As temperatures drop and leaves begin to fall, we’re looking to Robert Redford’s character Joseph Turner in Three Days of the Condor to inspire our autumn wardrobes.
This Week We're Channelling: Joseph Turner in Three Days of the Condor
Robert Redford’s illustrious career has seen him step into the role of many a stylish man, but as much as the likes of his iconic characters Jay Gatsby and the Sundance Kid serve to inspire, it’s his turn as CIA researcher Joseph Turner in Sydney Pollack’s 1975 Three Days of the Condor that’s providing us with sartorial stimulus this season. The cult political thriller sees Turner, an intellectual, bookish type codenamed ‘Condor’, forced from his quiet desk-bound job to an intense spell on the run after discovering that all of his co-workers have been murdered. As thrilling as the film’s events, Turner’s style is what keeps us hooked. Throughout the entire film, the foundation of his wardrobe is largely unchanging - a conservative, slightly Western-inspired pairing of blue jeans and chambray shirt that would form the basis of many a casual Friday look today. As he evolves from unimportant office worker to dangerous spy, his styling simultaneously undergoes a shift - albeit a subtle one - through the addition and removal of various layers and accessories. In the first half of the film, he exemplifies classic 70s Ivy League style, with a grey herringbone tweed blazer over a navy loose crew neck sweater. A thickly knotted wool tie, wide brown belt and gold-rimmed aviator glasses all contribute to his preppy appeal - he could easily be mistaken for an unassuming college professor. As the New York Times reported upon the film’s release, “Turner is not your stereotypical Central Intelligence Agency operative, the short‐haired, buttoned‐down kind we've seen testifying live on television from time to time. Turner's hair is fashionably long. He wears blue jeans and shirts and rides to work on a motorcycle. He's an eccentric link in the C.I.A. chain of command”.

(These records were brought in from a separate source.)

//! Error types for the IMAP library.

use std::time::Duration;

use thiserror::Error;

/// Errors that can occur during IMAP operations.
#[derive(Debug, Error)]
pub enum Error {
    /// I/O error during network operations.
    #[error("I/O error: {0}")]
    Io(#[from] std::io::Error),

    /// TLS handshake or encryption error.
    #[error("TLS error: {0}")]
    Tls(#[from] rustls::Error),

    /// Invalid DNS name for TLS.
    #[error("Invalid DNS name: {0}")]
    InvalidDnsName(#[from] rustls::pki_types::InvalidDnsNameError),

    /// Protocol parsing error.
    #[error("Protocol error at position {position}: {message}")]
    Parse {
        /// Byte position where the error occurred.
        position: usize,
        /// Description of what went wrong.
        message: String,
    },

    /// Authentication failed.
    #[error("Authentication failed: {0}")]
    Auth(String),

    /// Server returned NO response.
    #[error("Server returned NO: {0}")]
    No(String),

    /// Server returned BAD response.
    #[error("Server returned BAD: {0}")]
    Bad(String),

    /// Operation timed out.
    #[error("Operation timed out after {0:?}")]
    Timeout(Duration),

    /// The connection is closed.
    #[error("Connection closed")]
    Closed,

    /// Protocol violation or unexpected data.
    #[error("Protocol error: {0}")]
    Protocol(String),

    /// The caller passed an argument the command cannot use.
    #[error("Invalid argument: {0}")]
    InvalidArgument(String),

    /// Body content could not be decoded.
    #[error("Decode error: {0}")]
    Mime(#[from] tidemail_mime::Error),
}

impl Error {
    /// Returns true for failures of the underlying connection.
    #[must_use]
    pub const fn is_transport(&self) -> bool {
        matches!(
            self,
            Self::Io(_) | Self::Tls(_) | Self::InvalidDnsName(_) | Self::Timeout(_) | Self::Closed
        )
    }
}

/// Result type alias using our Error type.
pub type Result<T> = std::result::Result<T, Error>;
//! Core IMAP types.
//!
//! The data model handed back to callers: mailboxes own messages, messages
//! own their addresses and body parts.

#![allow(clippy::missing_const_for_fn)]

mod address;
mod body_part;
mod flags;
mod mailbox;
mod message;

pub use address::{Address, UNKNOWN_PART};
pub use body_part::BodyPart;
pub use flags::{Flag, Flags};
pub use mailbox::{ListEntry, Mailbox, MailboxAttribute};
pub use message::Message;
//! Concurrent tool registry keyed by tool definition name.

use std::sync::{Arc, OnceLock, PoisonError, RwLock, RwLockReadGuard, RwLockWriteGuard};

use fcommon::Registry;
use fprovider::ToolDefinition;

use crate::Tool;

#[derive(Default)]
pub struct ToolRegistry {
    tools: RwLock<Registry<String, Arc<dyn Tool>>>,
}

impl ToolRegistry {
    pub fn new() -> Self {
        Self::default()
    }

    /// Process-wide registry shared by clients that are not given their own.
    pub fn global() -> Arc<ToolRegistry> {
        static GLOBAL: OnceLock<Arc<ToolRegistry>> = OnceLock::new();
        Arc::clone(GLOBAL.get_or_init(|| Arc::new(ToolRegistry::new())))
    }

    /// Registers `tool` unless a tool with the same name exists. Returns whether it was added.
    pub fn register<T>(&self, tool: T) -> bool
    where
        T: Tool + 'static,
    {
        self.register_arc(Arc::new(tool))
    }

    pub fn register_arc(&self, tool: Arc<dyn Tool>) -> bool {
        let name = tool.definition().name;
        self.write().insert_if_absent(name, tool)
    }

    pub fn unregister(&self, name: &str) -> Option<Arc<dyn Tool>> {
        self.write().remove(name)
    }

    pub fn clear(&self) {
        self.write().clear();
    }

    pub fn get(&self, name: &str) -> Option<Arc<dyn Tool>> {
        self.read().get(name).cloned()
    }

    pub fn contains(&self, name: &str) -> bool {
        self.read().contains_key(name)
    }

    pub fn names(&self) -> Vec<String> {
        let mut names = self.read().keys().cloned().collect::<Vec<_>>();
        names.sort();
        names
    }

    /// Definitions sorted by name.
    pub fn definitions(&self) -> Vec<ToolDefinition> {
        let mut definitions = self
            .read()
            .values()
            .map(|tool| tool.definition())
            .collect::<Vec<_>>();
        definitions.sort_by(|left, right| left.name.cmp(&right.name));
        definitions
    }

    pub fn len(&self) -> usize {
        self.read().len()
    }

    pub fn is_empty(&self) -> bool {
        self.read().is_empty()
    }

    fn read(&self) -> RwLockReadGuard<'_, Registry<String, Arc<dyn Tool>>> {
        self.tools.read().unwrap_or_else(PoisonError::into_inner)
    }

    fn write(&self) -> RwLockWriteGuard<'_, Registry<String, Arc<dyn Tool>>> {
        self.tools.write().unwrap_or_else(PoisonError::into_inner)
    }
}

impl std::fmt::Debug for ToolRegistry {
    fn fmt(&self, f: &mut std::fmt::Formatter<'_>) -> std::fmt::Result {
        f.debug_struct("ToolRegistry")
            .field("tools", &self.names())
            .finish()
    }
}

Details of Turner's preppy herringbone sports coat and wool tie.
A popped collar remains Turner's signature throughout the film.

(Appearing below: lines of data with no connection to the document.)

//! Shared utilities and strongly-typed common values for workspace crates.
//!
//! ```rust
//! use fcommon::{ConversationId, MetadataMap, ParamBag, ParamKey};
//!
//! const TENANT: ParamKey<String> = ParamKey::new("app.tenant");
//!
//! let conversation = ConversationId::from("conversation-1");
//! let mut metadata = MetadataMap::new();
//! metadata.insert("tenant".to_string(), "acme".into());
//!
//! let params = ParamBag::new();
//! params.set_as(&TENANT, "acme".to_string()).expect("string should encode");
//!
//! assert_eq!(conversation.as_str(), "conversation-1");
//! assert_eq!(params.get_as(&TENANT).unwrap().as_deref(), Some("acme"));
//! ```

mod cancel;
mod params;

pub mod future {
    //! Shared async future and stream aliases.
    //!
    //! ```rust
    //! use fcommon::BoxFuture;
    //!
    //! fn str_len<'a>(value: &'a str) -> BoxFuture<'a, usize> {
    //!     Box::pin(async move { value.len() })
    //! }
    //!
    //! let _future = str_len("hello");
    //! ```

    use std::future::Future;
    use std::pin::Pin;

    use futures_core::Stream;

    pub type BoxFuture<'a, T> = Pin<Box<dyn Future<Output = T> + Send + 'a>>;

    pub type BoxStream<'a, T> = Pin<Box<dyn Stream<Item = T> + Send + 'a>>;
}

pub mod context {
    //! Shared metadata and cross-crate identifier newtypes.
    //!
    //! ```rust
    //! use fcommon::{ConversationId, MetadataMap};
    //!
    //! let conversation = ConversationId::new("conversation-42");
    //! let mut metadata = MetadataMap::new();
    //! metadata.insert("env".to_string(), "test".into());
    //!
    //! assert_eq!(conversation.to_string(), "conversation-42");
    //! ```

    use std::collections::HashMap;
    use std::fmt::{Display, Formatter};

    use serde_json::Value;

    pub type MetadataMap = HashMap<String, Value>;

    #[derive(Debug, Clone, PartialEq, Eq, Hash, PartialOrd, Ord)]
    pub struct ConversationId(String);

    impl ConversationId {
        pub fn new(value: impl Into<String>) -> Self {
            Self(value.into())
        }

        pub fn as_str(&self) -> &str {
            self.0.as_str()
        }
    }

    impl Display for ConversationId {
        fn fmt(&self, f: &mut Formatter<'_>) -> std::fmt::Result {
            f.write_str(&self.0)
        }
    }

    impl From<String> for ConversationId {
        fn from(value: String) -> Self {
            Self(value)
        }
    }

    impl From<&str> for ConversationId {
        fn from(value: &str) -> Self {
            Self(value.to_string())
        }
    }

    impl AsRef<str> for ConversationId {
        fn as_ref(&self) -> &str {
            &self.0
        }
    }
}

pub mod registry {
    //! Generic registry map wrapper used by runtime registries.
    //!
    //! ```rust
    //! use fcommon::Registry;
    //!
    //! let mut registry = Registry::new();
    //! registry.insert("alpha".to_string(), 1_u32);
    //!
    //! assert_eq!(registry.get("alpha"), Some(&1));
    //! assert!(registry.contains_key("alpha"));
    //! ```

    use std::borrow::Borrow;
    use std::collections::HashMap;
    use std::hash::Hash;

    #[derive(Debug, Clone)]
    pub struct Registry<K, V> {
        items: HashMap<K, V>,
    }

    impl<K, V> Default for Registry<K, V>
    where
        K: Eq + Hash,
    {
        fn default() -> Self {
            Self {
                items: HashMap::new(),
            }
        }
    }

    impl<K, V> Registry<K, V>
    where
        K: Eq + Hash,
    {
        pub fn new() -> Self {
            Self::default()
        }

        pub fn insert(&mut self, key: K, value: V) -> Option<V> {
            self.items.insert(key, value)
        }

        /// Inserts only when the key is absent. Returns `false` when an entry already existed.
        pub fn insert_if_absent(&mut self, key: K, value: V) -> bool {
            if self.items.contains_key(&key) {
                return false;
            }

            self.items.insert(key, value);
            true
        }

        pub fn get<Q>(&self, key: &Q) -> Option<&V>
        where
            K: Borrow<Q>,
            Q: Eq + Hash + ?Sized,
        {
            self.items.get(key)
        }

        pub fn remove<Q>(&mut self, key: &Q) -> Option<V>
        where
            K: Borrow<Q>,
            Q: Eq + Hash + ?Sized,
        {
            self.items.remove(key)
        }

        pub fn contains_key<Q>(&self, key: &Q) -> bool
        where
            K: Borrow<Q>,
            Q: Eq + Hash + ?Sized,
        {
            self.items.contains_key(key)
        }

        pub fn keys(&self) -> impl Iterator<Item = &K> {
            self.items.keys()
        }

        pub fn values(&self) -> impl Iterator<Item = &V> {
            self.items.values()
        }

        pub fn clear(&mut self) {
            self.items.clear();
        }

        pub fn len(&self) -> usize {
            self.items.len()
        }

        pub fn is_empty(&self) -> bool {
            self.items.is_empty()
        }
    }
}

pub use cancel::{CallContext, ContextError, ContextErrorKind};
pub use context::{ConversationId, MetadataMap};
pub use future::{BoxFuture, BoxStream};
pub use params::{ParamBag, ParamError, ParamKey};
pub use registry::Registry;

Eccentric he may be, but as his circumstances change, a newfound spy mentality and sense of seriousness bleeds into his wardrobe: he loses the tie, pops his coat collar and dons black leather gloves. Eventually, he ditches the tweed altogether in favour of a navy pea coat (which he steals from the boyfriend of his hostage, no less). With his tousled hair and underdog nonchalance, he is a symbol of East Coast cool, whose sartorial prowess endures in our collective style subconscious over 40 years on. To channel a similar aesthetic to Turner this autumn, simplicity is key. We’ll be looking to labels renowned for their luxury fabrics and understated, functional designs, such as British brands Sunspel, Emma Willis and Private White V.C. Such versatile attire will no doubt equip us with the confidence required to tackle whatever unexpected challenges we may encounter throughout our day - whether or not this happens to involve the same extent of excitement that Turner experiences is a different matter altogether.